21 August 2006

Art Imitates Life in the Promised Land

Okay, I have to admit I feel somewhat vindicated that I got taken to the woodshed this weekend by the movie-going public. A little more than a week ago, I touted all the media hysteria that surrounded "Snakes on a Plane", which was released widely this past week. I even stocked up on some of the movie's shares this past week over at the Hollywood Stock Exchange, a virtual Wall Street-like competition for all things (and players) Hollyweird. Convinced I was that the public needed a stupid, over-the-top summer getaway movie to escape the real drama of the evening news and daily grind. According to the first weekend numbers, though, I was wrong. But while I have taken a 'loss' of good proportions over on HSX, I do so gladly...and it gives me hope that not everybody wants to see mindless crap just because it may be campy and features a snake with fangs clamp down on a woman's exposed nipple or slither through a man's shorts. So Wise Ricky and others like him: rejoice. While I hate to see summer fading away as I absolutely hate the colder months, I do take solace in that these same months also bring out the best movies of the year.

(Egads...now if I can just do something with my sagging stock in the magic-portrayal drama of "The Illusionist" with Paul Giamatti, Rufus Sewell, and Edward Norton. All of them need a solid hit and are fine, if frequently unheralded, actors.)

However, in truly movie-lover's form, I was not terribly cheated at the theatre this weekend. I saw two potentially great movie trailers while waiting to see "Snakes" (and an odd combination of trailers for that film, too...something I would never have done without getting fired, but then again I got canned once for violating local decency statutes in theory, too, so maybe I'm not a good judge on what works here locally). That said, I was far more intrigued with these trailers than the actual feature matinee I paid money for.
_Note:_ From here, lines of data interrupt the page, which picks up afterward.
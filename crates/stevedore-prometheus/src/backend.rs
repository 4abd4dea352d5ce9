use std::sync::Arc;

use prometheus::{CounterVec, HistogramOpts, HistogramVec, Opts, Registry, proto::MetricFamily};

use stevedore_core::{JobOutcome, MetricsBackend, SkipReason};

const NAMESPACE: &str = "stevedore";

/// Prometheus metrics backend.
///
/// ## Label cardinality
/// - `trigger`: "cron", "date", "interval"
/// - `outcome`: "success", "failure", "error"
/// - `reason`: "paused", "max_instances", "missed", "stale"
/// - `operation`: runtime calls such as "exec", "inspect", "events"
#[derive(Clone)]
pub struct PrometheusMetrics {
    jobs_started: CounterVec,
    jobs_completed: CounterVec,
    job_duration: HistogramVec,
    jobs_skipped: CounterVec,
    runtime_errors: CounterVec,
    registry: Arc<Registry>,
}

impl PrometheusMetrics {
    pub fn new_with_registry(registry: Arc<Registry>) -> Result<Self, prometheus::Error> {
        let jobs_started = CounterVec::new(
            Opts::new("jobs_started_total", "Job commands handed to the container runtime")
                .namespace(NAMESPACE),
            &["trigger"],
        )?;
        registry.register(Box::new(jobs_started.clone()))?;

        let jobs_completed = CounterVec::new(
            Opts::new("jobs_completed_total", "Job executions that finished").namespace(NAMESPACE),
            &["trigger", "outcome"],
        )?;
        registry.register(Box::new(jobs_completed.clone()))?;

        let job_duration = HistogramVec::new(
            HistogramOpts::new("job_duration_seconds", "Job command duration in seconds")
                .namespace(NAMESPACE)
                .buckets(vec![0.05, 0.1, 0.5, 1.0, 5.0, 10.0, 30.0, 60.0, 300.0, 900.0]),
            &["trigger"],
        )?;
        registry.register(Box::new(job_duration.clone()))?;

        let jobs_skipped = CounterVec::new(
            Opts::new("jobs_skipped_total", "Due firings that did not run").namespace(NAMESPACE),
            &["trigger", "reason"],
        )?;
        registry.register(Box::new(jobs_skipped.clone()))?;

        let runtime_errors = CounterVec::new(
            Opts::new("runtime_errors_total", "Failed container runtime calls").namespace(NAMESPACE),
            &["operation"],
        )?;
        registry.register(Box::new(runtime_errors.clone()))?;

        Ok(Self {
            jobs_started,
            jobs_completed,
            job_duration,
            jobs_skipped,
            runtime_errors,
            registry,
        })
    }

    /// Backend with its own registry.
    pub fn new() -> Result<Self, prometheus::Error> {
        Self::new_with_registry(Arc::new(Registry::new()))
    }

    /// Gather all metrics for exposition.
    pub fn gather(&self) -> Vec<MetricFamily> {
        self.registry.gather()
    }

    pub fn registry(&self) -> &Arc<Registry> {
        &self.registry
    }
}

impl MetricsBackend for PrometheusMetrics {
    fn record_job_started(&self, trigger: &str) {
        self.jobs_started.with_label_values(&[trigger]).inc();
    }

    fn record_job_completed(&self, trigger: &str, outcome: JobOutcome, duration_ms: u64) {
        self.jobs_completed
            .with_label_values(&[trigger, outcome.as_label()])
            .inc();
        self.job_duration
            .with_label_values(&[trigger])
            .observe(duration_ms as f64 / 1000.0);
    }

    fn record_job_skipped(&self, trigger: &str, reason: SkipReason) {
        self.jobs_skipped
            .with_label_values(&[trigger, reason.as_label()])
            .inc();
    }

    fn record_runtime_error(&self, operation: &str) {
        self.runtime_errors.with_label_values(&[operation]).inc();
    }
}

#[cfg(test)]
mod tests {
    use super::*;

    fn family<'a>(families: &'a [MetricFamily], name: &str) -> &'a MetricFamily {
        families
            .iter()
            .find(|f| f.name() == name)
            .unwrap_or_else(|| panic!("metric {name} not found"))
    }

    #[test]
    fn started_jobs_are_counted_per_trigger() {
        let metrics = PrometheusMetrics::new().unwrap();

        metrics.record_job_started("cron");
        metrics.record_job_started("cron");
        metrics.record_job_started("interval");

        let families = metrics.gather();
        let started = family(&families, "stevedore_jobs_started_total");
        assert_eq!(started.get_metric().len(), 2);
    }

    #[test]
    fn completion_updates_counter_and_histogram() {
        let metrics = PrometheusMetrics::new().unwrap();

        metrics.record_job_completed("cron", JobOutcome::Success, 150);
        metrics.record_job_completed("cron", JobOutcome::Failure, 50);
        metrics.record_job_completed("cron", JobOutcome::Error, 1);

        let families = metrics.gather();
        assert_eq!(family(&families, "stevedore_jobs_completed_total").get_metric().len(), 3);

        let duration = family(&families, "stevedore_job_duration_seconds");
        assert_eq!(duration.get_metric().len(), 1);
        assert_eq!(duration.get_metric()[0].get_histogram().get_sample_count(), 3);
    }

    #[test]
    fn skips_are_labelled_by_reason() {
        let metrics = PrometheusMetrics::new().unwrap();

        metrics.record_job_skipped("interval", SkipReason::MaxInstances);
        metrics.record_job_skipped("interval", SkipReason::MaxInstances);
        metrics.record_job_skipped("date", SkipReason::Missed);

        let families = metrics.gather();
        let skipped = family(&families, "stevedore_jobs_skipped_total");
        assert_eq!(skipped.get_metric().len(), 2);
        let total: f64 = skipped
            .get_metric()
            .iter()
            .map(|m| m.get_counter().value())
            .sum();
        assert_eq!(total, 3.0);
    }

    #[test]
    fn runtime_errors_are_counted_per_operation() {
        let metrics = PrometheusMetrics::new().unwrap();

        metrics.record_runtime_error("exec");
        metrics.record_runtime_error("events");

        let families = metrics.gather();
        assert_eq!(family(&families, "stevedore_runtime_errors_total").get_metric().len(), 2);
    }

    #[test]
    fn shared_registry_fails_on_double_registration() {
        let registry = Arc::new(Registry::new());
        let metrics = PrometheusMetrics::new_with_registry(registry.clone()).unwrap();
        metrics.record_job_started("cron");

        assert!(!registry.gather().is_empty());
        assert!(PrometheusMetrics::new_with_registry(registry).is_err());
    }
}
The first one I'll mention this morning definitely has more potential than the other in my opinion. (The second film I'll tackle this evening after work, the new Adrien Brody/Ben Affleck...yes, you read that correctly, Ben Affleck...drama called "Hollywoodland".) Take a look at the trailer for this first diamond in the rough, coming out for wide release next month (courtesy of YouTube, as usual):

"The Black Dahlia"



Looks potentially quite good to me...except for one glaring casting error: Josh Harnett as the lead in "The Black Dahlia". Hands down, "The Black Dahlia" is one of the most infamous (and infamously botched) crime cases in LAPD history (and the LAPD was one of the most corrupt to ever exist in modern times, so to say it's botched by their standards is saying something). Technically, it's still listed as 'unsolved', largely because massive amounts of evidence originally collected has turned up missing (a hallmark of the late 1930s-1960s LAPD investigations). To say the "Dahlia" case is something of Hollywood lore is akin to saying the OJ Simpson trial was well-publicizied: everything else pales in contrast.
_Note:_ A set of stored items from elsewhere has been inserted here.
pub mod engine;
pub mod error;
pub mod events;
pub mod labels;
pub mod locks;
pub mod metrics;
pub mod runtime;
pub mod scheduler;

#[cfg(test)]
mod testing;

pub use error::{CoreError, CoreResult};
pub use metrics::{JobOutcome, MetricsBackend, MetricsHandle, NoOpMetrics, SkipReason, noop_metrics};

pub mod prelude {
    pub use crate::engine::Engine;
    pub use crate::error::CoreError;
    pub use crate::events::{EventBus, JobEvent, JobEventKind, Subscribe};
    pub use crate::labels::{LabelParser, ParsedLabels, ParserConfig};
    pub use crate::locks::{LockError, ServiceLocks};
    pub use crate::runtime::{ContainerRuntime, RuntimeError, RuntimeEvent};
    pub use crate::scheduler::{ScheduledJob, Scheduler, SchedulerConfig};
}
Countless books have been written about this murder, including a rather careening one written by LA-born crime writer James Ellroy back in the late 1980s (he later wrote the novel "LA Confidential" which loosely was the inspiration for the great movie of the same name many years later). Hell, "Dahlia" even garnered its own chapter in Kenneth Anger's smear campaign book "Hollywood Babylon" (again, something of a first by comparison...don't even get me started on the crap that man dumped on the tragic silent screen icon Clara Bow). However, a MUST read (no matter if you see this film or not) is "Black Dahlia Avenger", written by former LAPD detective Steve Hodel (with a forward by none other than Mr. Ellroy). In Hodel's book, he painstakingily retraces the murder, the investigation, and the suspects...one of whom also happened to be his own father...an exceptional read, no matter if you agree with the conclusions or not.

Some people try to solve Jack the Ripper; my father and I were armchair detectives regarding "Dahlia". However, I know Dad would have been with me and about 50 others seeing the trailer when it dawned to us that Mr Harnett is the lead...which caused a massively audible, collective groan from the seats. Had it not been for the previous Ellroy connection and superb work in "LA Confidential", actors Guy Pearce, David Straithairn, or Russell Crowe would have been perfect for this lead role. A particularily equal, albeit riskier choice financially to 'the suits', would have been (my fellow Missouri native) acting wunderkind Chris Cooper as lead (who still stuns me in "American Beauty" and "Lone Star"). I fear that the film won't even scratch the surface of the whole underlying decades-old drama now because, frankly, Hollywood has yet to learn from its countless mistakes: you don't send a boy in to do a man's job, I don't care how damn pretty he is. (This point will be further expanded upon in the Ben Affleck piece later today.) In a movie that will require the detective to use his brains to try and solve it, it would be highly appreciative that the lead actor playing that detective could convey he has the brains to do so in the first place. The real life crime was botched, so shall the movie be, too?

I swear to God...I'd give my right arm if someone just tried half as hard as Burt Lancaster did in most of his acting. Greatness is always missed when lost forever.